Employee must have chance to defend termination order based on allegations: Delhi HC
text_fieldsNew Delhi: The Delhi High Court ruled that an employee's services cannot be terminated without giving him or her a chance to present a defence if a termination decision is based on allegations since such an action is stigmatising and untenable.
In its May 1 order, Justice Jyoti Singh's single-judge court read through numerous decisions on the subject and noted that if an order “is founded on allegations, the order is stigmatic and punitive and services of an employee cannot be dispensed with without affording him an opportunity of defending the accusations/allegations made against him in a full-fledged inquiry”.

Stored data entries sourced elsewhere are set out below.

//! Server-backed records with optimistic concurrency.
//!
//! [`VersionedRecord<T>`] carries the identity, version and timestamps
//! every server record has, and wraps an entity payload `T`. Records are
//! only ever built from schema-validated JSON through
//! [`VersionedRecord::create`]; updates send the current version as
//! `expectedVersion` and return a fresh record built from the reply.

use std::future::Future;
use std::marker::PhantomData;

use chrono::{DateTime, Utc};
use serde::Deserialize;
use serde_json::{Map, Value};

use crate::error::{DomainError, DomainResult, Result};
use crate::holder::{AnnotationHolder, AnnotationSet, AnnotationTypes};
use crate::paged_list::{ItemSource, ListQuery, PagedResult};
use crate::rest::{self, RestClient};
use crate::schema::{self, Schema, Validation};

/// An entity payload that can be carried by a [`VersionedRecord`].
pub trait RecordPayload: Sized {
    /// Fields specific to this entity kind.
    fn schema() -> Schema;

    /// Schemas referenced from [`RecordPayload::schema`].
    fn additional_schemas() -> Vec<Schema> {
        Vec::new()
    }

    /// Builds the payload from an already validated record.
    fn from_json(value: &Value, types: &AnnotationTypes) -> DomainResult<Self>;

    /// Annotation types needed to rebuild this payload from a reply.
    fn context(&self) -> AnnotationTypes {
        AnnotationTypes::none()
    }
}

/// Validates `obj` against `schema` plus the fields every record carries.
pub fn is_valid(schema: &Schema, additional: &[Schema], obj: &Value) -> Validation {
    let mut full = schema.clone();
    for spec in Schema::new(schema.id.clone()).with_record_fields().fields {
        if !full.has_field(&spec.name) {
            full.fields.push(spec);
        }
    }
    schema::validate(&full, additional, obj)
}

#[derive(Deserialize)]
#[serde(rename_all = "camelCase")]
struct RecordFields {
    id: Option<String>,
    version: u64,
    time_added: DateTime<Utc>,
    #[serde(default)]
    time_modified: Option<DateTime<Utc>>,
}

#[derive(Debug, Clone, PartialEq)]
pub struct VersionedRecord<T> {
    /// `None` until the server has stored the record.
    pub id: Option<String>,
    pub version: u64,
    pub time_added: DateTime<Utc>,
    pub time_modified: Option<DateTime<Utc>>,
    pub entity: T,
}

impl<T: RecordPayload> VersionedRecord<T> {
    /// Validates a raw record and builds it.
    pub fn create(value: &Value, types: &AnnotationTypes) -> DomainResult<Self> {
        let schema = T::schema();
        is_valid(&schema, &T::additional_schemas(), value).into_result()?;

        let fields: RecordFields = serde_json::from_value(value.clone())
            .map_err(|e| DomainError::Validation(e.to_string()))?;
        let entity = T::from_json(value, types)?;

        tracing::debug!(
            schema = %schema.id,
            id = ?fields.id,
            version = fields.version,
            "record constructed"
        );

        Ok(Self {
            id: fields.id,
            version: fields.version,
            time_added: fields.time_added,
            time_modified: fields.time_modified,
            entity,
        })
    }

    /// The persisted id, or an error for records the server has not stored.
    pub fn persisted_id(&self) -> DomainResult<&str> {
        self.id
            .as_deref()
            .ok_or_else(|| DomainError::InvalidState("record has not been persisted".into()))
    }

    /// `fields` plus `id` and `expectedVersion`.
    pub fn update_command(&self, fields: Value) -> DomainResult<Value> {
        let id = self.persisted_id()?;
        let mut command = match fields {
            Value::Object(map) => map,
            Value::Null => Map::new(),
            other => {
                return Err(DomainError::InvalidValue {
                    field: "update".into(),
                    reason: format!("expected an object, got {other}"),
                });
            }
        };
        command.insert("id".into(), Value::from(id));
        command.insert("expectedVersion".into(), Value::from(self.version));
        Ok(Value::Object(command))
    }

    /// PUTs an update command to `path` and returns the record from the reply.
    ///
    /// `self` is left untouched; callers replace their copy with the result.
    pub async fn update<R: RestClient>(&self, rest: &R, path: &str, fields: Value) -> Result<Self> {
        let command = self.update_command(fields)?;
        tracing::debug!(path, expected_version = self.version, "submitting update");

        let reply = rest.put(path, &command).await.inspect_err(|e| {
            if e.is_version_conflict() {
                tracing::warn!(path, expected_version = self.version, "version conflict");
            }
        })?;
        Ok(Self::create(&reply, &self.entity.context())?)
    }

    /// GETs one record.
    pub async fn fetch<R: RestClient>(rest: &R, path: &str, types: &AnnotationTypes) -> Result<Self> {
        let reply = rest.get(path, &[]).await?;
        Ok(Self::create(&reply, types)?)
    }

    /// POSTs a new record and returns it as stored by the server.
    pub async fn add<R: RestClient>(
        rest: &R,
        path: &str,
        fields: Value,
        types: &AnnotationTypes,
    ) -> Result<Self> {
        tracing::debug!(path, "adding record");
        let reply = rest.post(path, &fields).await?;
        Ok(Self::create(&reply, types)?)
    }

    /// DELETEs `<path>/<id>/<version>`.
    pub async fn remove<R: RestClient>(&self, rest: &R, path: &str) -> Result<()> {
        let id = self.persisted_id()?;
        let version = self.version.to_string();
        rest.delete(&rest::path([path, id, version.as_str()])).await?;
        Ok(())
    }

    /// GETs one page of records.
    pub async fn list<R: RestClient>(
        rest: &R,
        path: &str,
        query: &ListQuery,
        types: &AnnotationTypes,
    ) -> Result<PagedResult<Self>> {
        let reply = rest.get(path, &query.to_query_pairs()).await?;
        Ok(PagedResult::from_json(&reply, |item| Self::create(item, types))?)
    }
}

impl<T: AnnotationHolder> AnnotationHolder for VersionedRecord<T> {
    fn annotation_set(&self) -> &AnnotationSet {
        self.entity.annotation_set()
    }

    fn annotation_set_mut(&mut self) -> &mut AnnotationSet {
        self.entity.annotation_set_mut()
    }
}

/// Feeds a [`crate::paged_list::PagedList`] from a REST list endpoint.
pub struct RecordSource<'a, R, T> {
    rest: &'a R,
    path: String,
    types: AnnotationTypes,
    _payload: PhantomData<T>,
}

impl<'a, R: RestClient, T: RecordPayload> RecordSource<'a, R, T> {
    pub fn new(rest: &'a R, path: impl Into<String>, types: AnnotationTypes) -> Self {
        Self {
            rest,
            path: path.into(),
            types,
            _payload: PhantomData,
        }
    }
}

impl<R: RestClient, T: RecordPayload> ItemSource for RecordSource<'_, R, T> {
    type Item = VersionedRecord<T>;

    fn get_items(&self, query: &ListQuery) -> impl Future<Output = Result<PagedResult<Self::Item>>> {
        VersionedRecord::list(self.rest, &self.path, query, &self.types)
    }
}

#[cfg(test)]
mod tests {
    use super::*;
    use crate::error::{Error, RestError, VERSION_CONFLICT_PATTERN};
    use crate::paged_list::{DisplayState, PagedList};
    use crate::schema::{FieldSpec, FieldType};
    use crate::testing::{FakeRestClient, Method};
    use serde_json::json;

    #[derive(Debug, Clone, PartialEq)]
    struct Tag {
        label: String,
    }

    impl RecordPayload for Tag {
        fn schema() -> Schema {
            Schema::new("tag").field(FieldSpec::required("label", FieldType::String))
        }

        fn from_json(value: &Value, _types: &AnnotationTypes) -> DomainResult<Self> {
            Ok(Self {
                label: value["label"].as_str().unwrap_or_default().to_string(),
            })
        }
    }

    fn tag_json(version: u64, label: &str) -> Value {
        json!({
            "id": "tag-1",
            "version": version,
            "timeAdded": "2024-01-02T03:04:05Z",
            "timeModified": null,
            "label": label
        })
    }

    fn tag(version: u64, label: &str) -> VersionedRecord<Tag> {
        VersionedRecord::create(&tag_json(version, label), &AnnotationTypes::none()).unwrap()
    }

    #[test]
    fn create_reads_record_fields() {
        let record = tag(3, "frozen");
        assert_eq!(record.id.as_deref(), Some("tag-1"));
        assert_eq!(record.version, 3);
        assert_eq!(record.time_added.to_rfc3339(), "2024-01-02T03:04:05+00:00");
        assert_eq!(record.time_modified, None);
        assert_eq!(record.entity.label, "frozen");
    }

    #[test]
    fn create_rejects_missing_base_fields() {
        let mut value = tag_json(0, "x");
        value.as_object_mut().unwrap().remove("timeAdded");

        let err = VersionedRecord::<Tag>::create(&value, &AnnotationTypes::none()).unwrap_err();
        assert_eq!(
            err,
            DomainError::Validation("Missing required property: /timeAdded".into())
        );
    }

    #[test]
    fn update_command_carries_expected_version() {
        let command = tag(3, "x").update_command(json!({ "label": "y" })).unwrap();
        assert_eq!(
            command,
            json!({ "label": "y", "id": "tag-1", "expectedVersion": 3 })
        );
    }

    #[test]
    fn unpersisted_record_cannot_be_updated() {
        let mut value = tag_json(0, "x");
        value["id"] = Value::Null;
        let record = VersionedRecord::<Tag>::create(&value, &AnnotationTypes::none()).unwrap();

        assert!(matches!(
            record.update_command(json!({})),
            Err(DomainError::InvalidState(_))
        ));
    }

    #[tokio::test]
    async fn update_returns_new_record_and_leaves_original() {
        let rest = FakeRestClient::new();
        rest.reply(tag_json(4, "thawed"));

        let original = tag(3, "frozen");
        let updated = original
            .update(&rest, "tags/tag-1/label", json!({ "label": "thawed" }))
            .await
            .unwrap();

        assert_eq!(updated.version, 4);
        assert_eq!(updated.entity.label, "thawed");
        assert_eq!(original.version, 3);
        assert_eq!(original.entity.label, "frozen");

        let request = rest.last_request().unwrap();
        assert_eq!(request.method, Method::Put);
        assert_eq!(request.path, "tags/tag-1/label");
        assert_eq!(request.body.unwrap()["expectedVersion"], 3);
    }

    #[tokio::test]
    async fn version_conflict_is_distinguishable() {
        let rest = FakeRestClient::new();
        rest.fail(RestError::Server {
            status: 400,
            message: format!("InvalidVersion: {VERSION_CONFLICT_PATTERN}"),
        });
        rest.fail(RestError::Server {
            status: 404,
            message: "tag not found".into(),
        });

        let record = tag(3, "x");
        let conflict = record.update(&rest, "tags/tag-1", json!({})).await.unwrap_err();
        let other = record.update(&rest, "tags/tag-1", json!({})).await.unwrap_err();

        assert!(conflict.is_version_conflict());
        assert!(!other.is_version_conflict());
        assert!(matches!(other, Error::Rest(RestError::Server { status: 404, .. })));
    }

    #[tokio::test]
    async fn invalid_reply_is_a_validation_error() {
        let rest = FakeRestClient::new();
        rest.reply(json!({ "id": "tag-1" }));

        let err = tag(0, "x").update(&rest, "tags/tag-1", json!({})).await.unwrap_err();
        assert!(matches!(err, Error::Domain(DomainError::Validation(_))));
    }

    #[tokio::test]
    async fn remove_puts_version_in_path() {
        let rest = FakeRestClient::new();
        rest.reply(Value::Null);

        tag(5, "x").remove(&rest, "tags").await.unwrap();

        let request = rest.last_request().unwrap();
        assert_eq!(request.method, Method::Delete);
        assert_eq!(request.path, "tags/tag-1/5");
    }

    #[tokio::test]
    async fn fetch_and_add() {
        let rest = FakeRestClient::new();
        rest.reply(tag_json(0, "new"));
        rest.reply(tag_json(1, "fetched"));

        let added = VersionedRecord::<Tag>::add(&rest, "tags", json!({ "label": "new" }), &AnnotationTypes::none())
            .await
            .unwrap();
        let fetched = VersionedRecord::<Tag>::fetch(&rest, "tags/tag-1", &AnnotationTypes::none())
            .await
            .unwrap();

        assert_eq!(added.entity.label, "new");
        assert_eq!(fetched.version, 1);

        let requests = rest.requests();
        assert_eq!(requests[0].method, Method::Post);
        assert_eq!(requests[0].body, Some(json!({ "label": "new" })));
        assert_eq!(requests[1].method, Method::Get);
    }

    #[tokio::test]
    async fn list_through_paged_list() {
        let rest = FakeRestClient::new();
        rest.reply(json!({
            "items": [tag_json(0, "a"), tag_json(0, "b")],
            "page": 1,
            "limit": 10,
            "offset": 0,
            "total": 2,
            "maxPages": 1
        }));

        let source = RecordSource::<_, Tag>::new(&rest, "tags/search", AnnotationTypes::none());
        let mut list = PagedList::new(source, ListQuery::default());
        assert_eq!(list.reload().await.unwrap(), DisplayState::HaveResults);
        assert_eq!(list.items()[1].entity.label, "b");

        let request = rest.last_request().unwrap();
        assert_eq!(request.path, "tags/search");
        assert!(request.query.contains(&("limit".to_string(), "10".to_string())));
    }
}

On April 24, 2018, the court overturned the decision to fire Nina Lath Gupta, who was serving her third five-year term as managing director of the National Film Development Corporation, Indian Express reported.
The HC ruled that Gupta is entitled to a refund of all money that was taken from her for HRA and other benefits during the remaining portion of her tenure (two years and 11 months), and it also ordered the central government to settle any outstanding debts for salary and other benefits within eight weeks.
The termination order from 2018 was challenged by Gupta, who claimed that her services had been "illegally terminated as being cloaked as an order simplicitor" and that it was based on stigmatising "allegations of misconduct" that were made without giving her a chance to be heard or without conducting an inquiry into the alleged misconduct, which is against the National Film Development Corporation's service rules.
The court made a comment regarding stigma, saying that the term is "a matter for moral reproach" as commonly understood.
The HC held that in tenure employment if the termination order of the employee is an order simplicitor and casts no stigma, “it warrants no interference by the court”. But if the circumstances lead to a conclusion that “termination is founded on allegations, then being penal in nature, the order would be untenable in law if issued without affording an opportunity to the employee to defend the accusations,” Justice Singh observed.
After examining the termination order, the court held that the order was “founded on allegations and was not an innocuous or a simplicitor order” of termination.
“In order to wriggle out of the legal implications that would have been a fall out of the stigmatic order, the order was withdrawn, however, as rightly pointed out by the petitioner, the allegations were not wiped out and despite the omission of paragraph 2 thereof, the impugned order is a camouflage and founded on the same allegations, as admittedly, there was no fresh or any other reason/ trigger for truncating the five-year tenure. Minus the allegations, there is no cause for termination as it is nobody’s case that the petitioner was otherwise unsuitable for the job,” the bench said.